By 1932, Gracie Fields was already a huge star. Although she’d only appeared in one film, 1931’s Sally in Our Alley, she had been a major stage star and popular singer since the mid-1920s. After the big success of her first film, it was quickly followed up with a second one which showcases both Field’s singing talent and her comic wit.
In Looking on the Bright Side Fields plays Gracie, first in a series of film roles in which her character have her name, to provide the illusion that she is essentially playing herself. Gracie is a manicurist who lives in a flat in a modern housing estate in London. Her boyfriend, Laurie, is a hairdresser in the same beauty parlour, and lives in a flat opposite Gracie. He is also a budding songwriter who is looking for his big break.

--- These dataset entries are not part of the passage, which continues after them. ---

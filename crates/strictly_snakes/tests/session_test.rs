//! Tests for intent sequencing on a game session.

use strictly_snakes::{
    BoardTopology, GameSession, GameSnapshot, Intent, Player, Rejection, ScriptedDice,
    SessionError, Square, TurnPhase,
};

fn sq(n: u8) -> Square {
    Square::new(n).expect("square in range")
}

const NO_SNAKES: [(u8, u8); 0] = [];

/// Human climbs 4, 20, 21, 48, 51, 71, 96 and lands on 100 with the
/// fifteenth roll. The computer rolls 1 every turn and never gets far.
const HUMAN_WINS: [u8; 15] = [3, 1, 6, 1, 1, 1, 6, 1, 3, 1, 4, 1, 5, 1, 4];

/// Rolls and continues until the script is spent or the game ends.
fn play(session: &mut GameSession<ScriptedDice>, rolls: usize) {
    for _ in 0..rolls {
        session.request_roll().expect("roll accepted");
        if session.state().game_over() {
            return;
        }
        session.request_continue().expect("continue accepted");
    }
}

#[test]
fn test_fresh_session() {
    let session = GameSession::with_dice(ScriptedDice::new([1]));
    let snap = session.snapshot();
    assert_eq!(snap.positions.human, Square::START);
    assert_eq!(snap.positions.computer, Square::START);
    assert_eq!(snap.current_player, Player::Human);
    assert!(!snap.turn_completed);
    assert!(!snap.game_over);
    assert!(snap.log.is_empty());
    assert_eq!(session.state().phase(), TurnPhase::AwaitingRoll);
}

#[test]
fn test_first_roll_onto_ladder() {
    let mut session = GameSession::with_dice(ScriptedDice::new([3]));
    let snap = session.request_roll().expect("roll accepted");
    assert_eq!(snap.positions.human, sq(14));
    assert!(snap.turn_completed);
    assert_eq!(session.state().phase(), TurnPhase::RollApplied);
}

#[test]
fn test_second_human_roll_plain() {
    let mut session = GameSession::with_dice(ScriptedDice::new([3, 2, 6]));
    play(&mut session, 2);
    let snap = session.request_roll().expect("roll accepted");
    assert_eq!(snap.positions.human, sq(20));
    assert_eq!(snap.log, vec!["You rolled a 6!".to_string()]);
}

#[test]
fn test_roll_twice_is_rejected() {
    let mut session = GameSession::with_dice(ScriptedDice::new([2, 5]));
    session.request_roll().expect("roll accepted");
    let before = session.snapshot();

    let err = session.request_roll().unwrap_err();
    assert_eq!(
        err,
        SessionError::IllegalIntent {
            intent: Intent::Roll,
            reason: Rejection::TurnAlreadyResolved,
        }
    );
    assert!(err.is_ignorable());
    assert_eq!(session.snapshot(), before);
    assert_eq!(session.snapshot().positions.human, sq(3));
}

#[test]
fn test_continue_toggles_exactly_once() {
    let mut session = GameSession::with_dice(ScriptedDice::new([2]));
    for expected in [Player::Computer, Player::Human, Player::Computer] {
        session.request_roll().expect("roll accepted");
        let snap = session.request_continue().expect("continue accepted");
        assert_eq!(snap.current_player, expected);
        assert!(!snap.turn_completed);
        assert!(snap.log.is_empty());
    }
}

#[test]
fn test_continue_before_roll_rejected() {
    let mut session = GameSession::with_dice(ScriptedDice::new([2]));
    assert!(matches!(
        session.request(Intent::Continue),
        Err(SessionError::IllegalIntent {
            reason: Rejection::TurnNotResolved,
            ..
        })
    ));
    assert_eq!(session.snapshot().current_player, Player::Human);
}

#[test]
fn test_human_wins_and_locks_out_rolls() {
    let mut session = GameSession::with_dice(ScriptedDice::new(HUMAN_WINS));
    play(&mut session, HUMAN_WINS.len());

    let snap = session.snapshot();
    assert!(snap.game_over);
    assert_eq!(snap.winner(), Some(Player::Human));
    assert_eq!(snap.positions.human, Square::FINAL);
    assert_eq!(snap.log.last().map(String::as_str), Some("You win!"));
    assert_eq!(session.state().phase(), TurnPhase::GameOver);

    for intent in [Intent::Roll, Intent::Continue] {
        assert_eq!(
            session.request(intent),
            Err(SessionError::IllegalIntent {
                intent,
                reason: Rejection::GameOver,
            })
        );
    }
    assert_eq!(session.snapshot(), snap);
}

#[test]
fn test_ladder_to_final_is_a_win() {
    // Human: 4->14, 20, 21->42, 48, 51->67, 73, 77, then 3 lands on the 80 ladder.
    let script = [3, 1, 6, 1, 1, 1, 6, 1, 3, 1, 6, 1, 4, 1, 3];
    let mut session = GameSession::with_dice(ScriptedDice::new(script));
    play(&mut session, script.len());

    let snap = session.snapshot();
    assert!(snap.game_over);
    assert_eq!(snap.positions.human, Square::FINAL);
    assert_eq!(
        snap.log,
        vec![
            "You rolled a 3!".to_string(),
            "Ladder! Climb up!".to_string(),
            "Moving from 80 to 100...".to_string(),
            "You win!".to_string(),
        ]
    );
}

#[test]
fn test_restart_only_after_game_over() {
    let mut session = GameSession::with_dice(ScriptedDice::new(HUMAN_WINS));
    assert!(matches!(
        session.request_restart(),
        Err(SessionError::IllegalIntent {
            reason: Rejection::GameInProgress,
            ..
        })
    ));

    play(&mut session, HUMAN_WINS.len());
    let snap = session.request_restart().expect("restart accepted");
    assert_eq!(snap.positions.human, Square::START);
    assert_eq!(snap.positions.computer, Square::START);
    assert_eq!(snap.current_player, Player::Human);
    assert!(!snap.turn_completed);
    assert!(!snap.game_over);
    assert!(snap.log.is_empty());
    assert_eq!(snap.turn, 1);
}

#[test]
fn test_overshoot_narration() {
    // One ladder from 3 to 99 puts the human next to the finish.
    let board = BoardTopology::try_new(NO_SNAKES, [(3, 99)]).expect("valid board");
    let mut session = GameSession::with_topology(board, ScriptedDice::new([2, 1, 5]));
    play(&mut session, 2);
    let snap = session.request_roll().expect("roll accepted");
    assert_eq!(snap.positions.human, sq(99));
    assert_eq!(
        snap.log,
        vec![
            "You rolled a 5!".to_string(),
            "Overshot! Need 1 more.".to_string(),
        ]
    );
    assert!(!snap.game_over);
}

#[test]
fn test_session_does_not_chain_transitions() {
    let board = BoardTopology::try_new([(12, 2)], [(5, 12)]).expect("valid board");
    let mut session = GameSession::with_topology(board, ScriptedDice::new([4]));
    let snap = session.request_roll().expect("roll accepted");
    assert_eq!(snap.positions.human, sq(12));
}

#[test]
fn test_invalid_roll_is_fatal_to_the_roll_only() {
    let mut session = GameSession::with_dice(ScriptedDice::new([0, 4]));
    assert_eq!(
        session.request_roll(),
        Err(SessionError::InvalidRoll { value: 0 })
    );
    assert!(!session.snapshot().turn_completed);

    let snap = session.request_roll().expect("second roll is valid");
    assert_eq!(snap.positions.human, sq(5));
}

#[test]
fn test_snapshot_serializes_plain_numbers() {
    let mut session = GameSession::with_dice(ScriptedDice::new([3]));
    let snap = session.request_roll().expect("roll accepted");
    let json = serde_json::to_value(&snap).expect("serializable");
    assert_eq!(json["positions"]["human"], 14);
    assert_eq!(json["current_player"], "Human");
    assert_eq!(json["turn_completed"], true);
}

#[test]
fn test_human_snake_narration() {
    // Human 1->4->14, computer 1, human 2 lands on the 16 snake.
    let mut session = GameSession::with_dice(ScriptedDice::new([3, 1, 2]));
    play(&mut session, 2);
    let snap = session.request_roll().expect("roll accepted");
    assert_eq!(snap.positions.human, sq(6));
    assert_eq!(
        snap.log,
        vec![
            "You rolled a 2!".to_string(),
            "Snake! Slide down!".to_string(),
            "Moving from 16 to 6...".to_string(),
        ]
    );
}

#[test]
fn test_computer_ladder_narration() {
    let mut session = GameSession::with_dice(ScriptedDice::new([1, 3]));
    play(&mut session, 1);
    let snap = session.request_roll().expect("roll accepted");
    assert_eq!(snap.current_player, Player::Computer);
    assert_eq!(snap.positions.computer, sq(14));
    assert_eq!(
        snap.log,
        vec![
            "Computer rolled a 3!".to_string(),
            "Computer climbs a ladder!".to_string(),
            "Computer moving from 4 to 14...".to_string(),
        ]
    );
}

#[test]
fn test_computer_snake_narration() {
    // Human 2, computer 1->4->14, human 3, computer 2 lands on the 16 snake.
    let mut session = GameSession::with_dice(ScriptedDice::new([1, 3, 1, 2]));
    play(&mut session, 3);
    let snap = session.request_roll().expect("roll accepted");
    assert_eq!(snap.current_player, Player::Computer);
    assert_eq!(snap.positions.computer, sq(6));
    assert_eq!(
        snap.log,
        vec![
            "Computer rolled a 2!".to_string(),
            "Computer slides down a snake!".to_string(),
            "Computer moving from 16 to 6...".to_string(),
        ]
    );
}

#[test]
fn test_snapshot_rejects_impossible_roll() {
    let mut session = GameSession::with_dice(ScriptedDice::new([2]));
    let snap = session.request_roll().expect("roll accepted");
    let mut json = serde_json::to_value(&snap).expect("serializable");
    assert_eq!(json["last_turn"]["roll"], 2);
    assert!(serde_json::from_value::<GameSnapshot>(json.clone()).is_ok());

    json["last_turn"]["roll"] = 0.into();
    assert!(serde_json::from_value::<GameSnapshot>(json).is_err());
}
//! Human-readable turn events.
//!
//! A roll produces events in a fixed order: the roll itself, then either an
//! overshoot notice or a transition notice followed by the movement, then the
//! win notice if square 100 was reached.

use crate::{Player, Roll, Square};
use serde::{Deserialize, Serialize};

/// One line of the turn log.
#[derive(Debug, Clone, Copy, PartialEq, Eq, Serialize, Deserialize)]
pub enum TurnEvent {
    /// The die was rolled.
    Rolled {
        /// Who rolled.
        player: Player,
        /// Face shown.
        roll: Roll,
    },
    /// The roll would have passed 100.
    Overshot {
        /// Who rolled.
        player: Player,
        /// Exact pips still needed.
        needed: u8,
    },
    /// Landed on a ladder bottom.
    Climbed {
        /// Who landed on it.
        player: Player,
    },
    /// Landed on a snake head.
    Slid {
        /// Who landed on it.
        player: Player,
    },
    /// The token travels along a snake or ladder.
    Moving {
        /// Whose token.
        player: Player,
        /// Head or bottom.
        from: Square,
        /// Tail or top.
        to: Square,
    },
    /// Square 100 reached.
    Won {
        /// The winner.
        player: Player,
    },
}

impl std::fmt::Display for TurnEvent {
    fn fmt(&self, f: &mut std::fmt::Formatter<'_>) -> std::fmt::Result {
        match *self {
            TurnEvent::Rolled {
                player: Player::Human,
                roll,
            } => write!(f, "You rolled a {roll}!"),
            TurnEvent::Rolled { player, roll } => write!(f, "{player} rolled a {roll}!"),
            TurnEvent::Overshot {
                player: Player::Human,
                needed,
            } => write!(f, "Overshot! Need {needed} more."),
            TurnEvent::Overshot { player, needed } => {
                write!(f, "{player} overshot! Needs {needed} more.")
            }
            TurnEvent::Climbed {
                player: Player::Human,
            } => write!(f, "Ladder! Climb up!"),
            TurnEvent::Climbed { player } => write!(f, "{player} climbs a ladder!"),
            TurnEvent::Slid {
                player: Player::Human,
            } => write!(f, "Snake! Slide down!"),
            TurnEvent::Slid { player } => write!(f, "{player} slides down a snake!"),
            TurnEvent::Moving {
                player: Player::Human,
                from,
                to,
            } => write!(f, "Moving from {from} to {to}..."),
            TurnEvent::Moving { player, from, to } => {
                write!(f, "{player} moving from {from} to {to}...")
            }
            TurnEvent::Won {
                player: Player::Human,
            } => write!(f, "You win!"),
            TurnEvent::Won { player } => write!(f, "{player} wins!"),
        }
    }
}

Directors Basil Dean and Graham Cutts make the most of the stage set with its symmetrical staircases running up the front of the building. During the film’s opening, all inhabitants of the estate sing along to Laurie’s newest song in a scene reminiscent of stage musicals. Laurie’s song is the titular ‘Looking on the Bright Side’ which reflects the particular brand of working-class optimism on which much of Fields’ stage persona traded.
In the beauty parlour, where Laurie and Gracie work as a team on actress Josie Joy. When the couple tell Josie about Laurie’s new song, she offers to introduce them to her manager, Oscar Schultz. Gracie is sceptical but Laurie enthusiastically jumps at the chance to further his career. When Laurie’s song is a success with Schultz, Laurie gives up his hairdressing job and is swept off his feet by the attentions of Josie Joy.

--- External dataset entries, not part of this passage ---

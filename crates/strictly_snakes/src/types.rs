//! Core domain types for snakes and ladders.

use crate::BoardError;
use serde::{Deserialize, Serialize};
use strum::{Display, EnumIter};

/// A square on the 100-square board (1-100).
#[derive(
    Debug,
    Clone,
    Copy,
    PartialEq,
    Eq,
    PartialOrd,
    Ord,
    Hash,
    Serialize,
    Deserialize,
    derive_more::Display,
)]
#[serde(try_from = "u8", into = "u8")]
pub struct Square(u8);

impl Square {
    /// Number of squares on the board.
    pub const COUNT: u8 = 100;

    /// Square both players start on.
    pub const START: Self = Self(1);

    /// Terminal square. Reaching it exactly wins the game.
    pub const FINAL: Self = Self(Self::COUNT);

    /// Creates a square, returning `None` outside 1-100.
    pub const fn new(value: u8) -> Option<Self> {
        if value >= 1 && value <= Self::COUNT {
            Some(Self(value))
        } else {
            None
        }
    }

    /// Builds a square from a literal known to be in range.
    pub(crate) const fn from_raw(value: u8) -> Self {
        Self(value)
    }

    /// Returns the square number.
    pub const fn get(self) -> u8 {
        self.0
    }

    /// Whether this is square 100.
    pub const fn is_final(self) -> bool {
        self.0 == Self::COUNT
    }

    /// Pips still needed to land exactly on square 100.
    pub const fn distance_to_final(self) -> u8 {
        Self::COUNT - self.0
    }

    /// Iterates every square from 1 to 100.
    pub fn all() -> impl DoubleEndedIterator<Item = Square> {
        (1..=Self::COUNT).map(Self)
    }
}

impl TryFrom<u8> for Square {
    type Error = BoardError;

    fn try_from(value: u8) -> Result<Self, Self::Error> {
        Self::new(value).ok_or(BoardError::SquareOutOfRange { value })
    }
}

impl From<Square> for u8 {
    fn from(square: Square) -> Self {
        square.0
    }
}

/// One of the two seats at the table.
#[derive(
    Debug, Clone, Copy, PartialEq, Eq, Hash, Serialize, Deserialize, Display, EnumIter,
)]
pub enum Player {
    /// The person at the keyboard. Always moves first.
    Human,
    /// The automated opponent.
    Computer,
}

impl Player {
    /// Returns the other player.
    pub fn opponent(self) -> Self {
        match self {
            Player::Human => Player::Computer,
            Player::Computer => Player::Human,
        }
    }
}

/// What happened after the token reached its candidate square.
#[derive(
    Debug, Clone, Copy, PartialEq, Eq, Hash, Serialize, Deserialize, Display, EnumIter,
)]
pub enum Transition {
    /// Plain square, no jump.
    None,
    /// Landed on a snake head and slid to its tail.
    Snake,
    /// Landed on a ladder bottom and climbed to its top.
    Ladder,
}

/// Board positions of both players.
#[derive(Debug, Clone, Copy, PartialEq, Eq, Serialize, Deserialize)]
pub struct Positions {
    /// Square occupied by the human.
    pub human: Square,
    /// Square occupied by the computer.
    pub computer: Square,
}

impl Positions {
    /// Both tokens on square 1.
    pub fn start() -> Self {
        Self {
            human: Square::START,
            computer: Square::START,
        }
    }

    /// Returns the square of the given player.
    pub fn of(&self, player: Player) -> Square {
        match player {
            Player::Human => self.human,
            Player::Computer => self.computer,
        }
    }

    pub(crate) fn set(&mut self, player: Player, square: Square) {
        match player {
            Player::Human => self.human = square,
            Player::Computer => self.computer = square,
        }
    }

    /// Players standing on the given square.
    pub fn occupants(&self, square: Square) -> impl Iterator<Item = Player> + '_ {
        [Player::Human, Player::Computer]
            .into_iter()
            .filter(move |p| self.of(*p) == square)
    }
}

impl Default for Positions {
    fn default() -> Self {
        Self::start()
    }
}

#[cfg(test)]
mod tests {
    use super::*;

    #[test]
    fn square_bounds() {
        assert_eq!(Square::new(0), None);
        assert_eq!(Square::new(1), Some(Square::START));
        assert_eq!(Square::new(100), Some(Square::FINAL));
        assert_eq!(Square::new(101), None);
        assert_eq!(Square::all().count(), 100);
    }

    #[test]
    fn try_from_reports_value() {
        assert_eq!(
            Square::try_from(150),
            Err(BoardError::SquareOutOfRange { value: 150 })
        );
    }

    #[test]
    fn opponent_toggles() {
        assert_eq!(Player::Human.opponent(), Player::Computer);
        assert_eq!(Player::Computer.opponent().opponent(), Player::Computer);
    }

    #[test]
    fn occupants_lists_shared_square() {
        let positions = Positions::start();
        let on_start: Vec<_> = positions.occupants(Square::START).collect();
        assert_eq!(on_start, vec![Player::Human, Player::Computer]);
        assert_eq!(positions.occupants(Square::FINAL).count(), 0);
    }
}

Gracie is left behind on the estate. She loses her job when the arrogant Josie Joy comes in for a manicure and Gracie is unable to treat her civilly. After briefly taking a job as a female police officer – a section of the film mostly used to showcase Fields’ comic talent – Laurie sees the error of his ways and he and Gracie reunite for a big singalong at the estate.

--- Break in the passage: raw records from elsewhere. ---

//! First-class intent types.
//!
//! Intents are what a front end asks the session to do. They carry no
//! arguments; legality depends only on the session state.

use serde::{Deserialize, Serialize};
use strum::{Display, EnumIter};

/// A request raised by the presentation layer.
#[derive(
    Debug, Clone, Copy, PartialEq, Eq, Hash, Serialize, Deserialize, Display, EnumIter,
)]
#[serde(rename_all = "lowercase")]
#[strum(serialize_all = "lowercase")]
pub enum Intent {
    /// Roll the die for the current player.
    Roll,
    /// Pass control to the other player.
    Continue,
    /// Start a fresh game after a win.
    Restart,
}

/// Why an intent was refused.
#[derive(Debug, Clone, Copy, PartialEq, Eq, Hash, Serialize, Deserialize, Display)]
pub enum Rejection {
    /// The current player has already rolled this turn.
    #[strum(serialize = "this turn's roll is already resolved")]
    TurnAlreadyResolved,
    /// The current player has not rolled yet.
    #[strum(serialize = "the current player has not rolled yet")]
    TurnNotResolved,
    /// Someone reached square 100.
    #[strum(serialize = "the game is over")]
    GameOver,
    /// Nobody has won yet.
    #[strum(serialize = "the game is still in progress")]
    GameInProgress,
}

Fields’ celebrity persona was inextricably linked with her own, working-class Lancashire roots. She retained her strong northern accent throughout her career, and her films celebrate working-class community over individual fame and riches. The class conflict in Looking on the Bright Side is introduced when Laurie is first invited to play his songs for Oscar Schultz. When Laurie and Gracie arrive at Schultz’ suite at the Dorchester Hotel, a busy cocktail party is in full swing. The women present call each other ‘darling’ and use expressions like ‘it’s a scream!’ – expressions which the down-to-earth Gracie would never use.
After Laurie and Gracie perform their song, Schultz singles out Gracie and tries to persuade her to agree to a role in his next musical production. Although Schultz’ intentions appear to be honourable, his way of cornering Gracie and persuading her to drink another cocktail put her off, and she declines his offer. Laurie, in the meantime, is sitting at the piano surrounded by women and does not want to leave the party with Gracie. Instead he stays out till 3.30am, much to Gracie’s dismay.
Laurie’s dreams to make it big in showbusiness are portrayed as naïve and, to a certain extent, wrong. This is partly because his talent as a songwriter is limited; without Gracie, he struggles to write good songs and eventually Schultz sacks him. Gracie, on the other hand, is genuinely talented but is not interested in pursuing fame. Instead, she prioritises the community of the estate over individual ambition.
The sense of community is not only shown in the estate-wide singalongs that bookend the film, but also in Gracie’s relationship with her neighbour Hetty and Hetty’s young daughter Bettina. No explanation is given for Bettina’s absent father. Hetty works as a police officer and Gracie frequently looks after Bettina when Hetty is on duty. The very warm and natural relationship between Fields and the child actor provides a strong counterpoint to the vacuous lovemaking between Laurie and Miss Joy.
The section in which Gracie signs up with the Metropolitan Police has little relevance to the plot. Female police officers were still relatively rare in 1932, and they were certainly not regularly portrayed on screen. Predicably, the rigid enforcement of rules within the corps is used to set up some physical slapstick comedy situations for Fields. Although Fields quickly decides to leave the Police force, it is not the notion of female police officers which is rejected, but rather the idea that Fields herself would be suitable in such a controlled environment.
Looking on the Bright Side takes a reasonably meta approach to the business of song writing and song-selling, as the film itself was clearly a vehicle for selling records and sheet music of the songs it includes. At the same time, it obfuscates its own part in commercial song writing by presenting other careers and industries as more valuable and viable.